Lines below that include the word "CorsLayer" should each be copied.

INPUT:
::::::

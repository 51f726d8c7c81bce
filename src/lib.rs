//! Summarizer Server
//!
//! Text summarization over HTTP: extractive, abstractive and hybrid
//! summaries backed by transformer models or hosted LLM APIs, plus document
//! upload with text extraction and export of summaries to PDF, DOCX, TXT and
//! CSV.
//!
//! # Modules
//!
//! - `summarizer`: validation, provider dispatch and the model catalog
//! - `text`: preprocessing, sentence splitting and document text extraction
//! - `export`: document rendering
//! - `routes`: HTTP handlers

pub mod config;
pub mod error;
pub mod export;
pub mod routes;
pub mod state;
pub mod summarizer;
pub mod text;

use axum::{http::HeaderValue, Router};
use tower_http::cors::{AllowOrigin, Any, CorsLayer};
use tower_http::trace::TraceLayer;

use config::CorsConfig;
use state::AppState;

/// Routes shared by the root and the `/api/v1` mirror
fn api_router(max_upload_bytes: usize) -> Router<AppState> {
    Router::new()
        .merge(routes::health::router())
        .merge(routes::summarize::router())
        .merge(routes::files::router(max_upload_bytes))
        .merge(routes::export::router())
}

fn cors_layer(config: &CorsConfig) -> CorsLayer {
    let origins: Vec<HeaderValue> = config
        .allowed_origins
        .iter()
        .filter_map(|origin| match HeaderValue::from_str(origin) {
            Ok(value) => Some(value),
            Err(_) => {
                tracing::warn!("Ignoring invalid CORS origin: {}", origin);
                None
            }
        })
        .collect();

    let allow_origin = if origins.is_empty() {
        AllowOrigin::from(Any)
    } else {
        AllowOrigin::list(origins)
    };

    CorsLayer::new()
        .allow_origin(allow_origin)
        .allow_methods(Any)
        .allow_headers(Any)
}

/// Build the application router
pub fn router(state: AppState) -> Router {
    let max_upload_bytes = state.config().limits.max_upload_bytes;
    let cors = cors_layer(&state.config().cors);

    Router::new()
        .merge(api_router(max_upload_bytes))
        .nest("/api/v1", api_router(max_upload_bytes))
        .layer(TraceLayer::new_for_http())
        .layer(cors)
        .with_state(state)
}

::::::

RESPONSE TO THIS EXERCISE:
use tower_http::cors::{AllowOrigin, Any, CorsLayer};
fn cors_layer(config: &CorsConfig) -> CorsLayer {
    CorsLayer::new()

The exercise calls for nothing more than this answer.